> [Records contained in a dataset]
****************************************

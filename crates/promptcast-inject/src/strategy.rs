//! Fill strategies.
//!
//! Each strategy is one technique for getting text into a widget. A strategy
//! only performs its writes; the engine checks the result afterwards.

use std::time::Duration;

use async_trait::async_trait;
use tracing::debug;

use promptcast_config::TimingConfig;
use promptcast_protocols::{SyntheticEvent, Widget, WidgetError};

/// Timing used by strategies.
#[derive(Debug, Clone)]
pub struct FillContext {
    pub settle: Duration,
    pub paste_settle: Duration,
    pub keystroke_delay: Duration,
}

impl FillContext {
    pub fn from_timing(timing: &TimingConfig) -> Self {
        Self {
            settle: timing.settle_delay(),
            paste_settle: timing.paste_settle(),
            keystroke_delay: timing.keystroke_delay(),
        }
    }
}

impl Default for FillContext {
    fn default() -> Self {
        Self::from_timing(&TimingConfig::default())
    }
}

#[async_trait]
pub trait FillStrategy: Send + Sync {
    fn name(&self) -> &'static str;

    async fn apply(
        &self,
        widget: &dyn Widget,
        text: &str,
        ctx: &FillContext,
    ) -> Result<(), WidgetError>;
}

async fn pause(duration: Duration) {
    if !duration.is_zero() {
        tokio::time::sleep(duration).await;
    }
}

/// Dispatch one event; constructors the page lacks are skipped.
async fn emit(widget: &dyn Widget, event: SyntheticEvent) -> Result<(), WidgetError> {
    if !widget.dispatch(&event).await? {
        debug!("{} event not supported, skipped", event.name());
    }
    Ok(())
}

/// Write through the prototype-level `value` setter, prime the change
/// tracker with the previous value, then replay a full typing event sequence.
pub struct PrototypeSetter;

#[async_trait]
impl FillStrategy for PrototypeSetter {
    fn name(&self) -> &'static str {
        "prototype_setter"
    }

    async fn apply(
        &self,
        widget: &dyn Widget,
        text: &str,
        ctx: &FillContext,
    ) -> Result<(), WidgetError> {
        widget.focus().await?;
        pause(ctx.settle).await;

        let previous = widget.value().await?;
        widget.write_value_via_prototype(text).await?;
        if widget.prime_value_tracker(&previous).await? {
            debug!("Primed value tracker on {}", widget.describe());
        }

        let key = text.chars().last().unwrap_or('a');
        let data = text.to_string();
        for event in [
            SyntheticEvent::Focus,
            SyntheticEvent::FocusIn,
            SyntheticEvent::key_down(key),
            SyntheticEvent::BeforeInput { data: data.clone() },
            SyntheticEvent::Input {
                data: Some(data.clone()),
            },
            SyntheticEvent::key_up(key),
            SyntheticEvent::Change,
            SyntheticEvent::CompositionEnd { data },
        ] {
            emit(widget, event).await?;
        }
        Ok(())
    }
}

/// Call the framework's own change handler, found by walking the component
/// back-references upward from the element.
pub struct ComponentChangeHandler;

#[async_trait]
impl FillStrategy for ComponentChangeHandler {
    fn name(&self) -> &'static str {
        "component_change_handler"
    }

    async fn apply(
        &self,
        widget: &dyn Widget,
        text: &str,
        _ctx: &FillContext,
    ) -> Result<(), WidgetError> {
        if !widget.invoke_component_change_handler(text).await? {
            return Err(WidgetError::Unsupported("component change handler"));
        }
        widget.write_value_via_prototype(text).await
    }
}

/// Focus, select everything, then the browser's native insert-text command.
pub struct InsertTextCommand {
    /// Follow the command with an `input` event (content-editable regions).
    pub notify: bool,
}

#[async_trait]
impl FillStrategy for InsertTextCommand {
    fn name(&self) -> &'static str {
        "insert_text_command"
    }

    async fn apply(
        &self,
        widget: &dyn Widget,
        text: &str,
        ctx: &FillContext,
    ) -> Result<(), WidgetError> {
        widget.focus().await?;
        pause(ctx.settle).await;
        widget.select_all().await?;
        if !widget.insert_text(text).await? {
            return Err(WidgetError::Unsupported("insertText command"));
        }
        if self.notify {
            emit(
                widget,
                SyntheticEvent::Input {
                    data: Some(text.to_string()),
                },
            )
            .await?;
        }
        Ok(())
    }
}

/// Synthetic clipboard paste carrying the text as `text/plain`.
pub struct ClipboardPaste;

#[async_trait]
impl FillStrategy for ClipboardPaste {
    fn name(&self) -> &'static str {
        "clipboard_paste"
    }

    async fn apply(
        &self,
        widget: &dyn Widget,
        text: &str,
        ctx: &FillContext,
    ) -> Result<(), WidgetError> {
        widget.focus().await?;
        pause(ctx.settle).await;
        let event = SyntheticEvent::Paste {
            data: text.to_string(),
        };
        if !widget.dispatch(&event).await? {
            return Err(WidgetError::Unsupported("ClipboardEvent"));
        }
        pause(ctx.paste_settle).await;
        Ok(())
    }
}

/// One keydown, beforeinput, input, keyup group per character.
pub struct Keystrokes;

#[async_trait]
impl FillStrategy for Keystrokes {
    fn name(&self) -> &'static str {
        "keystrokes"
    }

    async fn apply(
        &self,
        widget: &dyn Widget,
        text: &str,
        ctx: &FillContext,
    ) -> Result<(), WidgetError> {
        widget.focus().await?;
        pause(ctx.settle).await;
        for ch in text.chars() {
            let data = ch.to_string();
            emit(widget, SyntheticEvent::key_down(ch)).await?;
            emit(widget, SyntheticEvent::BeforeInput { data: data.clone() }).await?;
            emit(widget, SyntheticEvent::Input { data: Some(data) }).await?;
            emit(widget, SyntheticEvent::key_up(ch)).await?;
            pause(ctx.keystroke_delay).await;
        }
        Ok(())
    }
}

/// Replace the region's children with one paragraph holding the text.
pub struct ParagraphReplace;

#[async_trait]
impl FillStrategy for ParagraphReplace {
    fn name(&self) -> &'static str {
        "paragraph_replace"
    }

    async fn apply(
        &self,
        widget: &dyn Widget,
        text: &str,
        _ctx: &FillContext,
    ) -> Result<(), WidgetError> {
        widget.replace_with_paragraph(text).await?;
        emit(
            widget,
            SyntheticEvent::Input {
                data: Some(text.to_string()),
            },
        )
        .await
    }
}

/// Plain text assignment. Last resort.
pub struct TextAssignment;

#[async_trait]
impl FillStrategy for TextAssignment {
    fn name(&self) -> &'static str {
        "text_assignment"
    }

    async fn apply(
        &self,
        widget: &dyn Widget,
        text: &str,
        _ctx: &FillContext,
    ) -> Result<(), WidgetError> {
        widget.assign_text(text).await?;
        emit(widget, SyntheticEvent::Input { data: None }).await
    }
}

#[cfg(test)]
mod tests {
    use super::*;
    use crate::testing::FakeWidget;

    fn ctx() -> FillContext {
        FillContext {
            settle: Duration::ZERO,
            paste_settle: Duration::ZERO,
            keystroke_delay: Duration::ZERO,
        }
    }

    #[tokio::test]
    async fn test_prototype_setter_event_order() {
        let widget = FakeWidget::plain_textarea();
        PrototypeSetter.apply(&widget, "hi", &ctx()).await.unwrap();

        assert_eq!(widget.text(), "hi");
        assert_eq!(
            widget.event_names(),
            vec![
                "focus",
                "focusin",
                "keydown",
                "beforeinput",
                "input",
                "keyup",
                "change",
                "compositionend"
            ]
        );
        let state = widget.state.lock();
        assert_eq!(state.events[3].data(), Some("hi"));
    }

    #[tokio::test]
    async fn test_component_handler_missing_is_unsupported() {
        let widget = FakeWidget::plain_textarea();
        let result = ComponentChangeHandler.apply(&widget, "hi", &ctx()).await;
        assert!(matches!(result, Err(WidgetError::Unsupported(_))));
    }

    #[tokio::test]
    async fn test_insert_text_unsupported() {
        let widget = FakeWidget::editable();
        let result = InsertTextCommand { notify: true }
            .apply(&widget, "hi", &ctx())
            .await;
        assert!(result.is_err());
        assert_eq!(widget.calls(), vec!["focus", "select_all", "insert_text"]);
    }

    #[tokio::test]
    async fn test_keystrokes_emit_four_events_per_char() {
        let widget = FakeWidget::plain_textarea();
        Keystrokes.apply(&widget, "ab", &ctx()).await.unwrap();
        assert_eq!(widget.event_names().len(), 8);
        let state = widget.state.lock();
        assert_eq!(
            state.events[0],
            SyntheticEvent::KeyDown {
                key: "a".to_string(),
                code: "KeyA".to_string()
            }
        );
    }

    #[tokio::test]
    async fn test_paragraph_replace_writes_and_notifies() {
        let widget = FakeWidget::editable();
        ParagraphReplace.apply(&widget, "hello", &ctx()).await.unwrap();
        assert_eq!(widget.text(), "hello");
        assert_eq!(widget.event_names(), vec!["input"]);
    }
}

****************************************

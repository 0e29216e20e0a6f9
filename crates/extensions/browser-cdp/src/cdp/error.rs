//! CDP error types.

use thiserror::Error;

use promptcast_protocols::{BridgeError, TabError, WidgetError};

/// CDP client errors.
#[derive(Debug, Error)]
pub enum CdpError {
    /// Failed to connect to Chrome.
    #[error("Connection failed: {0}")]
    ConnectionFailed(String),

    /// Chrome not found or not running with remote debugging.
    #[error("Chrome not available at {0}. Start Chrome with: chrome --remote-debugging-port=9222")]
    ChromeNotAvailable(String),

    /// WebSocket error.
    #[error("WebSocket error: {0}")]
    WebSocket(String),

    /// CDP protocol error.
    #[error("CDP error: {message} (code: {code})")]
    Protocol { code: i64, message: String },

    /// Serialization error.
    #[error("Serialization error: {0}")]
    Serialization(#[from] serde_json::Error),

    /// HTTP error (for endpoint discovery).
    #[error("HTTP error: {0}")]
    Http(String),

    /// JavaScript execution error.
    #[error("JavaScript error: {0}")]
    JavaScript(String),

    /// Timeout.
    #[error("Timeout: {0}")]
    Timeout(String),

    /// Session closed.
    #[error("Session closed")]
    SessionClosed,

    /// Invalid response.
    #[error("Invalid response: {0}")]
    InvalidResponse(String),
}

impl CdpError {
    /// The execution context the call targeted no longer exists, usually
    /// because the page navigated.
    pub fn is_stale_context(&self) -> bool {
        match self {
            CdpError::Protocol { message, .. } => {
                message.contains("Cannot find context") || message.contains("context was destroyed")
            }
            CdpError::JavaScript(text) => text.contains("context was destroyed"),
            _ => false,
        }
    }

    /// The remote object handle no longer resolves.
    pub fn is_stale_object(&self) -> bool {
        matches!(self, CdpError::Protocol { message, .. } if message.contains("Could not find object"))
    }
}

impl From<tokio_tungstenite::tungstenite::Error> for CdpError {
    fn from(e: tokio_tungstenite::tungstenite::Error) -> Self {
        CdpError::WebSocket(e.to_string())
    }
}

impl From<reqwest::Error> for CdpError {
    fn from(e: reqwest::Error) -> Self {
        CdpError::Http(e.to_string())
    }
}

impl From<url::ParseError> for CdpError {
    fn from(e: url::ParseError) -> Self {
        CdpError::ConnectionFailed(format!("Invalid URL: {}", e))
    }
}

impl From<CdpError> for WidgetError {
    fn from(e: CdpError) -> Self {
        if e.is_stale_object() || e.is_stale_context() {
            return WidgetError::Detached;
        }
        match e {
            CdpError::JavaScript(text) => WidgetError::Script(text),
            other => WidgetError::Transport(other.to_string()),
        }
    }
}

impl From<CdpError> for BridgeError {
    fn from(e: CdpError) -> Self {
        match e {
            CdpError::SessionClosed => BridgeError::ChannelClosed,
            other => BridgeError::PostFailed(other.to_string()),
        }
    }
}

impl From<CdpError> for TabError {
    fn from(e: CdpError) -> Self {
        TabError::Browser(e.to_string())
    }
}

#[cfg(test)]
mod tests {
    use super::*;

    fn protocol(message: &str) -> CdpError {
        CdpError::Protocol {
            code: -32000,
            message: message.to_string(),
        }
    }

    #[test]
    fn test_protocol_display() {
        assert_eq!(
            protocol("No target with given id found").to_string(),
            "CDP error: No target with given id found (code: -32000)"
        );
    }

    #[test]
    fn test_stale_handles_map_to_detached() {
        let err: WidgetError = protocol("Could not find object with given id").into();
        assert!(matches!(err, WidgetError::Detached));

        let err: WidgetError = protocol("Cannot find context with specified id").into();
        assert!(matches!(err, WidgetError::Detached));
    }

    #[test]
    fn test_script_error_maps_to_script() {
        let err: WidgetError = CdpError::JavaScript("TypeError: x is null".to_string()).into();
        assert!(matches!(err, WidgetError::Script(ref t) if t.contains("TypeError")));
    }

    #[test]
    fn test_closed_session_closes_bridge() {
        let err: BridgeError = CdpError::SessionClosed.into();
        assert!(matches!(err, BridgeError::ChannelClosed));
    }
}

****************************************

> [What is required] Once you have checked each line above for the string "then", state how many lines contain it and add nothing more.

> [Task answer] 2